■ Aim of the task
Once you find the line with "let mut guard" in the data that follows, repeat it and every line after it exactly, through the line with "flight.running = false;".

■ Input data
□ □ □ □ □

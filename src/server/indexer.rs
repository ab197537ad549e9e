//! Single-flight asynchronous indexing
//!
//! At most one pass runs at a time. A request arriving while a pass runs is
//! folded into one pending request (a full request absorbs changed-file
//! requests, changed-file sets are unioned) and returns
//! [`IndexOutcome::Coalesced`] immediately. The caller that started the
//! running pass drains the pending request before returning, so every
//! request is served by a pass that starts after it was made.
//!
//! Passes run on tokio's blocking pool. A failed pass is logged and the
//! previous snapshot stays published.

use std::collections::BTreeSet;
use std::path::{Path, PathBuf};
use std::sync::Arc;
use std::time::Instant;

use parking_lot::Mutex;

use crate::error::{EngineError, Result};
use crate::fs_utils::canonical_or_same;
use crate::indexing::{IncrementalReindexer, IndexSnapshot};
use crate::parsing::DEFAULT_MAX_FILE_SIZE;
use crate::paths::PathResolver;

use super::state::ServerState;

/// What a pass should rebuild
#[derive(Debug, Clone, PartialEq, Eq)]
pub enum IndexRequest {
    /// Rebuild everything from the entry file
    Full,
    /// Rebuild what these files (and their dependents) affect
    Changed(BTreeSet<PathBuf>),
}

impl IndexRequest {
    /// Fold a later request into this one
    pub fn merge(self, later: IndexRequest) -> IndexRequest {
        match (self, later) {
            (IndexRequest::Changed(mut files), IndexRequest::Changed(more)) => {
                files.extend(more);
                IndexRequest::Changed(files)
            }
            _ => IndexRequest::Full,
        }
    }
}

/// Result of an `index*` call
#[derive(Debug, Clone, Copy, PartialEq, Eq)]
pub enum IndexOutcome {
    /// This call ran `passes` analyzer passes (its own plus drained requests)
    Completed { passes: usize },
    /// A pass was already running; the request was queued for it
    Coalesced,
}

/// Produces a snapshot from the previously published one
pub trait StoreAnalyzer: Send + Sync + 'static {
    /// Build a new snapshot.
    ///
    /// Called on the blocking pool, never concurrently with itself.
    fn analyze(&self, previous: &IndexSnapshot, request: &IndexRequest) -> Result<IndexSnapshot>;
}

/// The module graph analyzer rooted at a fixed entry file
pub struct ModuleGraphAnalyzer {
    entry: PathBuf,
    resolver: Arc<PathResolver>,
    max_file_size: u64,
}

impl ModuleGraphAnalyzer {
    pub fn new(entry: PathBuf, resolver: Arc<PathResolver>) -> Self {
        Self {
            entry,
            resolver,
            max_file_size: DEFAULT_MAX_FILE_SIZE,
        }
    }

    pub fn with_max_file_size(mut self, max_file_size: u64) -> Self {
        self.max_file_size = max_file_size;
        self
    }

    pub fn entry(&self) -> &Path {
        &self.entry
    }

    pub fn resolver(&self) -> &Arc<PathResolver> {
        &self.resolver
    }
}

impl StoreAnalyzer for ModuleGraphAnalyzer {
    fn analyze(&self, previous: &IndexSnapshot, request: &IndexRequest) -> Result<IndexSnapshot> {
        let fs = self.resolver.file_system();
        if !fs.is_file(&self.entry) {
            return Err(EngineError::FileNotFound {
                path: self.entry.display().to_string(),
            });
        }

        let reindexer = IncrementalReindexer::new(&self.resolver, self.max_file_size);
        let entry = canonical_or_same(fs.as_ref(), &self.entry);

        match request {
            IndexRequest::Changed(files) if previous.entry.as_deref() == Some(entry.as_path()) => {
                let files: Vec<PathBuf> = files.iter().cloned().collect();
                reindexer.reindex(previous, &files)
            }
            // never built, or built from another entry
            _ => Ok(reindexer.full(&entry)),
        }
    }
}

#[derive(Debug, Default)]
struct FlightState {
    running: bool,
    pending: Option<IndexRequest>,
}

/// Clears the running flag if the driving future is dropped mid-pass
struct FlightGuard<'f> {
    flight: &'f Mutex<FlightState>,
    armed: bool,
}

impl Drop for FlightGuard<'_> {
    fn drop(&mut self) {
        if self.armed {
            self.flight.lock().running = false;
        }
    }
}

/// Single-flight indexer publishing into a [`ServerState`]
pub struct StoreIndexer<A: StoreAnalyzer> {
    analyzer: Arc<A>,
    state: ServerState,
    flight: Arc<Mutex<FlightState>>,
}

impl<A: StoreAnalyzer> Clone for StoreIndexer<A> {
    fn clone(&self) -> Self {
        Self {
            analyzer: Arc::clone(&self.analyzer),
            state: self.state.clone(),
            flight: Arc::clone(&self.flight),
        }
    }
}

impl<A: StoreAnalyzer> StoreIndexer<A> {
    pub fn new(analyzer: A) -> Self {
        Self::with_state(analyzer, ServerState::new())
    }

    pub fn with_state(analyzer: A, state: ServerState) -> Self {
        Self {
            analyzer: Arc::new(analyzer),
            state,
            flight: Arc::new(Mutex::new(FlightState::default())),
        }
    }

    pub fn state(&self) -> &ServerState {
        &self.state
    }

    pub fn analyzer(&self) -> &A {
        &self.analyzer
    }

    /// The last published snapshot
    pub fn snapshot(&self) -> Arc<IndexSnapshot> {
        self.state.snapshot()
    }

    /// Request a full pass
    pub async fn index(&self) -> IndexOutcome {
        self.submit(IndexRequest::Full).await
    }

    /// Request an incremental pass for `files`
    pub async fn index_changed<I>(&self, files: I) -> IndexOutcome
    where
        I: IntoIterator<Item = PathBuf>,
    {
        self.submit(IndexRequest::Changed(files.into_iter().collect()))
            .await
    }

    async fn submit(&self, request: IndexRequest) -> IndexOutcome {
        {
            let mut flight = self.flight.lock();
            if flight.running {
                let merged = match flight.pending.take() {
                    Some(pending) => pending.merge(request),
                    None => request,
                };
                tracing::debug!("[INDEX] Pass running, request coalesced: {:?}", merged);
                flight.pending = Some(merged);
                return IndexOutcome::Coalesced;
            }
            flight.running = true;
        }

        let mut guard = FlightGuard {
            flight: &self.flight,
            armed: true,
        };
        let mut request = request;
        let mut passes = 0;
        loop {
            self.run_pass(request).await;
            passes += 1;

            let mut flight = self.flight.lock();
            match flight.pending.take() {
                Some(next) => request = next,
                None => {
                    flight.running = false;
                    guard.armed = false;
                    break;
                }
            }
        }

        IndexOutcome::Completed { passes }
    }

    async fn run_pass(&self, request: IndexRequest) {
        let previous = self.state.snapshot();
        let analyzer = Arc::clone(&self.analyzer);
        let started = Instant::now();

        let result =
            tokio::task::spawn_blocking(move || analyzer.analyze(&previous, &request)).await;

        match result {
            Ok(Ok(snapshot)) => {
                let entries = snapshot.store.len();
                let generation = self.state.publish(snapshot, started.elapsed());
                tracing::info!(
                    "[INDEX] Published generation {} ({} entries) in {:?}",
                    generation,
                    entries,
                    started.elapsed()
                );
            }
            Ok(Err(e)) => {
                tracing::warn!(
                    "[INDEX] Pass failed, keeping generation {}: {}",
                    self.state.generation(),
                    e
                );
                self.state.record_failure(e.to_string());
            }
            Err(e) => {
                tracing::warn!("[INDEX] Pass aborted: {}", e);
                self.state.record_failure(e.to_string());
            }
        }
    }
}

□ □ □ □ □

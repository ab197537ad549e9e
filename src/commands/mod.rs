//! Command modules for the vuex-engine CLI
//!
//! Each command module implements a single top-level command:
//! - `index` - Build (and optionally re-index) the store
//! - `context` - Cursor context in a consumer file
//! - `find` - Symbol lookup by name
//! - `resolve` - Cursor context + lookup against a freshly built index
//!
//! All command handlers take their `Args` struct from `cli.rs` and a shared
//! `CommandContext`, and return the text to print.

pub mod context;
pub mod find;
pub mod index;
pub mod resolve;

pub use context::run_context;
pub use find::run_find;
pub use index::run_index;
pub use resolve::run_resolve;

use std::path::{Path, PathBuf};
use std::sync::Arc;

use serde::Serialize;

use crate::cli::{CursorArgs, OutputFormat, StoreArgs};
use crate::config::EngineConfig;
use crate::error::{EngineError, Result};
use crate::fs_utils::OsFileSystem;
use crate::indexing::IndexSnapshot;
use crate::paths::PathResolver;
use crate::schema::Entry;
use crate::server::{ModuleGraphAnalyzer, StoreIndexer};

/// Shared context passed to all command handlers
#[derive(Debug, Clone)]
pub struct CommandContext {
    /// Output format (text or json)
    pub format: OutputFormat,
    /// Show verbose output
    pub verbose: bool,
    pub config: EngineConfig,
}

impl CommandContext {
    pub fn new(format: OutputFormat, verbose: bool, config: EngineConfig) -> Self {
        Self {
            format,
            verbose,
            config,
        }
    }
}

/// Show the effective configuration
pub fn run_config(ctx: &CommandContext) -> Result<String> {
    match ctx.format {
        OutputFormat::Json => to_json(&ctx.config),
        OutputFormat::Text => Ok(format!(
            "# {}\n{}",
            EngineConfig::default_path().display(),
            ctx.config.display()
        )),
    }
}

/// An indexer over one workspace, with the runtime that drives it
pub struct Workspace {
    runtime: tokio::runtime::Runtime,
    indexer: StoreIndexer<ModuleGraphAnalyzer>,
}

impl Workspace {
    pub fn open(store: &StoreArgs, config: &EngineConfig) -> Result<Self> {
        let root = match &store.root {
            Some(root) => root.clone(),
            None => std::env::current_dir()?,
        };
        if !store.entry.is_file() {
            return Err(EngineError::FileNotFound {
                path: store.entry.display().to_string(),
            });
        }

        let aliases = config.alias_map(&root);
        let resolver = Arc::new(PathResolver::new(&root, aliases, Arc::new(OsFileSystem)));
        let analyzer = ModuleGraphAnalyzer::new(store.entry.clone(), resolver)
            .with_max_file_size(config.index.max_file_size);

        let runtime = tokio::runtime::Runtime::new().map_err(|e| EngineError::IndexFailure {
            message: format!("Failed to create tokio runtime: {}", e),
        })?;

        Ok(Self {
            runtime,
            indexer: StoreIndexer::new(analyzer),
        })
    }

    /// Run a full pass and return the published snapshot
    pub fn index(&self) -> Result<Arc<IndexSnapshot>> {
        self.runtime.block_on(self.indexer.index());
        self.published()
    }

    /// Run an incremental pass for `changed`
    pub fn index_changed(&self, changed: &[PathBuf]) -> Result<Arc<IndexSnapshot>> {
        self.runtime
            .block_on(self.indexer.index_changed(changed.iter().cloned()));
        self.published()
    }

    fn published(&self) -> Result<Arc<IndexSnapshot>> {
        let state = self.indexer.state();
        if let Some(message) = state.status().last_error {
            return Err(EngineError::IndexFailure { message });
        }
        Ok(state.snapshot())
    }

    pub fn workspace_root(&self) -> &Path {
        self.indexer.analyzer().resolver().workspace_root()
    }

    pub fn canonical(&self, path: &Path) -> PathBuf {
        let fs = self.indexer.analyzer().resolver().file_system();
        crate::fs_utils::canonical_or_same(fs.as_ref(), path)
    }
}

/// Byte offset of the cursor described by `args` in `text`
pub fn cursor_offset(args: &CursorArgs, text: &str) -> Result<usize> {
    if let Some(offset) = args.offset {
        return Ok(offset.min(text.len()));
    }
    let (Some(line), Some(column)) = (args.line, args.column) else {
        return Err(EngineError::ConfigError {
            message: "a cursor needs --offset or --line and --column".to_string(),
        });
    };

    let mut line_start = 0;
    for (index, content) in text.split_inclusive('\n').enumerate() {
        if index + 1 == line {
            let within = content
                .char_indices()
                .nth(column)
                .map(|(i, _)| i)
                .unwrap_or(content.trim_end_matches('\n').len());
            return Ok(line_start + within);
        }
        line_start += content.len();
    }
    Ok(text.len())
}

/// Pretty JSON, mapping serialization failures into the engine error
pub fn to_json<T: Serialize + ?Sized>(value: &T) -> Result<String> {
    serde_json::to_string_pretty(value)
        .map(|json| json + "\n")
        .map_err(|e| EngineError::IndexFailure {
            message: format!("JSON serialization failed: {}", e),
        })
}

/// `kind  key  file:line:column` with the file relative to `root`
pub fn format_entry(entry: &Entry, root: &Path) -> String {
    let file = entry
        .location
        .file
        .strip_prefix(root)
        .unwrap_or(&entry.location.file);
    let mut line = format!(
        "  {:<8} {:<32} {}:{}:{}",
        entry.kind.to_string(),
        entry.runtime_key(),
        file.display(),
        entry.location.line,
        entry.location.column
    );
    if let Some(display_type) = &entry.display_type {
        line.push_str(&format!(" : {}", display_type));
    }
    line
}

□ □ □ □ □

■ Answer for this exercise
        let mut guard = FlightGuard {
            flight: &self.flight,
            armed: true,
        };
        let mut request = request;
        let mut passes = 0;
        loop {
            self.run_pass(request).await;
            passes += 1;

            let mut flight = self.flight.lock();
            match flight.pending.take() {
                Some(next) => request = next,
                None => {
                    flight.running = false;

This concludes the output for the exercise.